I try to see if it is a failure of the therapy or if it is a failure of some other thing. Was it a true event? Without question, in terms of second-line therapy, we now have an FDA-approved second-line therapy of ruxolitinib for individuals with PV [polycythemia vera] who also can be indicated clearly in that second-line setting, and it is particularly helpful if they have splenomegaly symptoms or more difficult disease-associated features.
In the studies, there is a suggestion of further protection against thrombotic events.
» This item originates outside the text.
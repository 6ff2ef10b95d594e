pub mod input;
pub mod pdf;

pub use input::*;
pub use pdf::*;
Those studies were not necessarily powered for thrombosis as a primary end point, but there is some thought that it decreases inflammation and other aspects that may be improved by the JAK1/2 inhibition and might be beneficial in terms of thrombosis prophylaxis.
Harry P. Erba, MD, PhD: Jamile, what would cause you to switch from whatever cytoreductive therapy you’re on to another—ruxolitinib or interferon if you’re on hydroxyurea—other than thrombotic events?
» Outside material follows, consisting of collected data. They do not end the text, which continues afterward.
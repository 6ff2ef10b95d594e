use std::path::PathBuf;
use std::sync::Arc;

use anyhow::{Context, Result};
use clap::{Parser, Subcommand};
use tracing::{Level, info};
use tracing_subscriber::FmtSubscriber;

use labelsmith::{
    AppState, DisabledProvider, FieldKey, HttpMailer, HttpRowSource, ImageProvider, MailerConfig,
    NormalizeOptions, Notifier, Orientation, PageSize, QrServerClient, QrServerConfig,
    RenderConfig, RowSource, RowSourceConfig, ServiceConfig, build_router, normalize,
    read_input_file, render,
};

#[derive(Parser)]
#[command(name = "labelsmith")]
#[command(author, version, about = "Pallet label PDF generation service", long_about = None)]
struct Cli {
    #[command(subcommand)]
    command: Commands,
}

#[derive(Subcommand)]
enum Commands {
    /// Run the HTTP service
    Serve {
        /// Bind address
        #[arg(long, default_value = "0.0.0.0")]
        host: String,

        /// Bind port
        #[arg(short, long, default_value = "8080")]
        port: u16,

        /// Verbose output
        #[arg(short, long)]
        verbose: bool,
    },

    /// Render labels from a local input file
    Render {
        /// Input file: JSON entries or a delimited text blob
        #[arg(short, long)]
        input: PathBuf,

        /// Output PDF path
        #[arg(short, long, default_value = "shipment_label.pdf")]
        output: PathBuf,

        /// Sort the batch by this field before rendering
        #[arg(long, value_parser = parse_field_key)]
        sort_by: Option<FieldKey>,

        /// Page size (a4 or a5)
        #[arg(long, default_value = "a5")]
        page_size: PageSize,

        /// Page orientation (portrait or landscape)
        #[arg(long, default_value = "landscape")]
        orientation: Orientation,

        /// Render without fetching QR images
        #[arg(long)]
        skip_qr: bool,

        /// Verbose output
        #[arg(short, long)]
        verbose: bool,
    },
}

fn parse_field_key(value: &str) -> Result<FieldKey, String> {
    FieldKey::from_key(value).ok_or_else(|| format!("unknown field '{value}'"))
}

#[tokio::main]
async fn main() -> Result<()> {
    let cli = Cli::parse();

    match cli.command {
        Commands::Serve {
            host,
            port,
            verbose,
        } => {
            setup_logging(verbose);
            serve(host, port).await
        }
        Commands::Render {
            input,
            output,
            sort_by,
            page_size,
            orientation,
            skip_qr,
            verbose,
        } => {
            setup_logging(verbose);
            render_file(input, output, sort_by, page_size, orientation, skip_qr).await
        }
    }
}

fn setup_logging(verbose: bool) {
    let level = if verbose { Level::DEBUG } else { Level::INFO };
    let subscriber = FmtSubscriber::builder().with_max_level(level).finish();
    tracing::subscriber::set_global_default(subscriber).ok();
}

async fn serve(host: String, port: u16) -> Result<()> {
    let config = ServiceConfig::from_env();

    let provider: Arc<dyn ImageProvider> = Arc::new(
        QrServerClient::new(QrServerConfig::from_env())
            .context("Failed to build QR provider client")?,
    );

    let notifier: Option<Arc<dyn Notifier>> = match MailerConfig::from_env() {
        Ok(mailer_config) => Some(Arc::new(
            HttpMailer::new(mailer_config).context("Failed to build mail relay client")?,
        ) as Arc<dyn Notifier>),
        Err(_) => {
            info!("mail relay not configured, notifications disabled");
            None
        }
    };

    let rows: Option<Arc<dyn RowSource>> = match RowSourceConfig::from_env() {
        Ok(source_config) => Some(Arc::new(
            HttpRowSource::new(source_config).context("Failed to build row source client")?,
        ) as Arc<dyn RowSource>),
        Err(_) => {
            info!("row source not configured, /fetch-and-generate disabled");
            None
        }
    };

    let state = AppState::new(provider, notifier, rows, config);
    let app = build_router(state);

    let addr = format!("{}:{}", host, port);
    let listener = tokio::net::TcpListener::bind(&addr).await?;

    info!("labelsmith listening on {}", addr);
    info!("Endpoints:");
    info!("  - POST /generate-label");
    info!("  - GET  /fetch-and-generate");
    info!("  - GET  /");

    axum::serve(listener, app).await?;

    Ok(())
}

async fn render_file(
    input: PathBuf,
    output: PathBuf,
    sort_by: Option<FieldKey>,
    page_size: PageSize,
    orientation: Orientation,
    skip_qr: bool,
) -> Result<()> {
    info!("Loading label input from {:?}", input);
    let raw = read_input_file(&input).context("Failed to parse input file")?;

    let options = NormalizeOptions {
        sort_by,
        ..Default::default()
    };
    let batch = normalize(raw, &options);
    info!("Normalized {} records", batch.len());

    let config = RenderConfig {
        page_size,
        orientation,
    };

    let document = if skip_qr {
        render(&batch, &config, &DisabledProvider).await?
    } else {
        let provider = QrServerClient::new(QrServerConfig::from_env())
            .context("Failed to build QR provider client")?;
        render(&batch, &config, &provider).await?
    };

    document.write_to(&output)?;
    info!("Wrote {} pages to {:?}", document.page_count, output);
    if let Some(address) = document.final_address() {
        info!("Notification address: {}", address);
    }

    Ok(())
}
Jamile M. Shammo, MD, FASCP, FACP: It has to do with the tolerability of the cytoreductive therapy and the results I’m looking for. Some patients are unable to tolerate hydroxyurea. I’ve had a patient who had significant allergic reaction to the drug, so I had no way to do it but to switch to ruxolitinib in this instance.
I would switch if somebody is developing unexpected or untoward [adverse] effects from the dose of Hydrea [hydroxyurea] that is required to control their blood counts or constitutional symptoms or if they start to develop splenomegaly despite being on Hydrea [hydroxyurea] or other forms of cytoreduction. There are a multitude of reasons, and in patients who have PV, every patient has to be dealt with individually. We have to ask ourselves: “Have we optimized the doses? Have we talked about compliance? Can we up the dose before we make the switch?”
It is a commitment on both the patient and my part to say, “Now we’re ready for part b.” All the issues that have been mentioned could lead to a shift in therapy. The issue is that you need to continue to monitor the treatment and response to treatment, and that is something that may not have been optimized because we think PV is a chronic disease. When patients have very little symptoms, some say “Take your Hydrea, see you later.”
It’s very important to monitor response to treatment, look at the blood counts and constitutional symptoms, and talk with the patient about whether we are optimizing this to the fullest. If not, then switch.